Breivik skarży się na warunki w więzieniu. Teraz usłyszał kolejny wyrok

Alan Wysocki
16 lutego 2024, 10:45 • 1 minuta czytania
Anders Breivik skarżył się na warunki pobytu w więzieniu. Sprawca zamachów w Oslo i na wyspie Utoya wytoczył więc proces Norwegii w związku z rzekomym łamaniem praw człowieka. I proces ten przegrał. "Warunku odbywania wyroku Breivika nie stanowią naruszenia praw człowieka" – czytamy.
Norwegia. Anders Breivik skarży się na warunki w więzieniu. Przegrał proces. Fot. NTB Norway / Associated Press / East News

Norwegia. Anders Breivik skarży się na warunki w więzieniu. Przegrał proces

Anders Breivik 22 lipca 2011 roku przeprowadził zamach terrorystyczny w dzielnicy rządowej w Oslo. Tam zabił osiem osób, a następnie udał się na wyspę Utoya, gdzie zabił 77 młodych osób z młodzieżówki socjaldemokratycznej Partii Pracy.


Teraz odbył się kolejny proces terrorysty. Ale tym razem, to on wytoczył sprawę sądową Norwegii. Breivik uznał bowiem, że władze w Oslo łamią prawa człowieka, o czym świadczą jego warunki odbywania kary.

W miniony czwartek sąd okręgowy w Oslo oddalił pozew Breivika. W orzeczeniu stwierdzono, że "warunki odbywania wyroku Breivika nie stanowią naruszenia praw człowieka".

"Breivik ma relatywnie dużą swobodę w życiu codziennym, może w dużej mierze organizować swój dzień według własnego uznania. Studiuje i pracuje nad swoimi projektami politycznymi" – uzasadnił sąd.

To nie koniec. Obrońca Breivika Oystein Storrvik poinformował, że jego klient nie zgadza się z wyrokiem. Zaplanował, że złoży odwołanie.

Przypomnijmy, że od 2012 roku Breivik przebywa w izolacji. Od 2022 roku znajduje się w więzieniu Ringerike. Z ustaleń norweskich mediów publicznych NRK wynika, że ma tam zapewniony dwupiętrowy kompleks z kuchnią, jadalnią, salą telewizyjną, siłownią, dekoracjami Wieży Eiffla na ścianie, a nawet konsolą do gier.

Norweskie media przytaczały list Breivika, w którym powiedział, jak ocenia warunki panujące w więzieniu.

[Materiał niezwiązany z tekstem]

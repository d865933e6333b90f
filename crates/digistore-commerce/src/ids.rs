//! Newtype IDs for type-safe identifiers.
//!
//! Using newtypes prevents accidentally mixing up different ID types,
//! e.g., passing a UserId where a ProductId is expected.

use serde::{Deserialize, Serialize};
use std::fmt;

/// Macro to generate newtype ID structs.
///
/// Generated IDs carry a short type prefix (`usr_`, `wsh_`, ...) so they are
/// recognisable in logs and persisted records.
macro_rules! define_id {
    ($name:ident, $prefix:literal) => {
        /// A unique identifier.
        #[derive(Debug, Clone, PartialEq, Eq, Hash, PartialOrd, Ord, Serialize, Deserialize)]
        #[serde(transparent)]
        pub struct $name(String);

        impl $name {
            /// Create a new ID from a string.
            pub fn new(id: impl Into<String>) -> Self {
                Self(id.into())
            }

            /// Generate a new unique ID.
            pub fn generate() -> Self {
                Self(generate_id($prefix))
            }

            /// Get the ID as a string slice.
            pub fn as_str(&self) -> &str {
                &self.0
            }

            /// Consume and return the inner string.
            pub fn into_inner(self) -> String {
                self.0
            }
        }

        impl fmt::Display for $name {
            fn fmt(&self, f: &mut fmt::Formatter<'_>) -> fmt::Result {
                write!(f, "{}", self.0)
            }
        }

        impl From<String> for $name {
            fn from(s: String) -> Self {
                Self(s)
            }
        }

        impl From<&str> for $name {
            fn from(s: &str) -> Self {
                Self(s.to_string())
            }
        }

        impl AsRef<str> for $name {
            fn as_ref(&self) -> &str {
                &self.0
            }
        }
    };
}

define_id!(ProductId, "prd");
define_id!(CategoryId, "cat");
define_id!(OrderId, "ord");
define_id!(UserId, "usr");
define_id!(WishlistEntryId, "wsh");

/// Generate a prefixed random ID (`prefix_` + 16 random bytes, URL-safe base64).
fn generate_id(prefix: &str) -> String {
    use base64::{engine::general_purpose::URL_SAFE_NO_PAD, Engine};
    use rand::Rng;

    let bytes: [u8; 16] = rand::thread_rng().gen();
    format!("{}_{}", prefix, URL_SAFE_NO_PAD.encode(bytes))
}
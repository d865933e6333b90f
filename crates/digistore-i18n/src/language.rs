//! Supported languages and text direction.

use serde::{Deserialize, Serialize};
use std::fmt;

/// Storefront languages.
#[derive(Debug, Clone, Copy, PartialEq, Eq, Hash, PartialOrd, Ord, Serialize, Deserialize, Default)]
#[serde(rename_all = "lowercase")]
pub enum Language {
    /// French, the fallback language.
    #[default]
    Fr,
    En,
    /// Arabic, written right to left.
    Ar,
}

impl Language {
    /// Language used when a key or catalog is missing.
    pub const FALLBACK: Language = Language::Fr;

    pub const ALL: [Language; 3] = [Language::Fr, Language::En, Language::Ar];

    /// Get the language code (e.g., "fr").
    pub fn code(&self) -> &'static str {
        match self {
            Language::Fr => "fr",
            Language::En => "en",
            Language::Ar => "ar",
        }
    }

    /// Name of the language in itself.
    pub fn native_name(&self) -> &'static str {
        match self {
            Language::Fr => "Français",
            Language::En => "English",
            Language::Ar => "العربية",
        }
    }

    /// Parse a language code string.
    pub fn from_code(code: &str) -> Option<Self> {
        match code.trim().to_lowercase().as_str() {
            "fr" => Some(Language::Fr),
            "en" => Some(Language::En),
            "ar" => Some(Language::Ar),
            _ => None,
        }
    }

    pub fn is_rtl(&self) -> bool {
        matches!(self, Language::Ar)
    }

    pub fn direction(&self) -> TextDirection {
        if self.is_rtl() {
            TextDirection::Rtl
        } else {
            TextDirection::Ltr
        }
    }
}

impl fmt::Display for Language {
    fn fmt(&self, f: &mut fmt::Formatter<'_>) -> fmt::Result {
        write!(f, "{}", self.code())
    }
}

/// Layout direction of the UI.
#[derive(Debug, Clone, Copy, PartialEq, Eq, Hash, Serialize, Deserialize)]
#[serde(rename_all = "lowercase")]
pub enum TextDirection {
    Ltr,
    Rtl,
}

impl TextDirection {
    pub fn as_str(&self) -> &'static str {
        match self {
            TextDirection::Ltr => "ltr",
            TextDirection::Rtl => "rtl",
        }
    }
}

impl fmt::Display for TextDirection {
    fn fmt(&self, f: &mut fmt::Formatter<'_>) -> fmt::Result {
        f.write_str(self.as_str())
    }
}

#[cfg(test)]
mod tests {
    use super::*;

    #[test]
    fn test_only_arabic_is_rtl() {
        for lang in Language::ALL {
            assert_eq!(lang.is_rtl(), lang == Language::Ar);
        }
        assert_eq!(Language::Ar.direction(), TextDirection::Rtl);
        assert_eq!(Language::En.direction().as_str(), "ltr");
    }

    #[test]
    fn test_from_code() {
        assert_eq!(Language::from_code("AR"), Some(Language::Ar));
        assert_eq!(Language::from_code("de"), None);
        assert_eq!(Language::default(), Language::FALLBACK);
    }

    #[test]
    fn test_serde_lowercase() {
        assert_eq!(serde_json::to_string(&Language::En).unwrap(), "\"en\"");
        let lang: Language = serde_json::from_str("\"ar\"").unwrap();
        assert_eq!(lang, Language::Ar);
    }
}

Stwierdził, że ma zbyt małą celę, brzydkie dekoracje, a także zbyt niską temperaturę.

Co więcej, w jego ocenie dostaje zbyt chłodną kawę bez możliwości zalania jej mlekiem. Do tego wszystkiego dochodzi telewizor i pilot umieszczone poza celą. To sprawia, że musi poprosić strażników o wyłączenie odbiornika, gdy chce położyć się spać.

W tym wszystkim Breivika uwierają nadgarstki, a także, że jest poganiany, kiedy goli się lub myje zęby. Z tych powodów w okresie ostatnich sześciu lat miał podobno myśli samobójcze oraz próby odebrania sobie życia.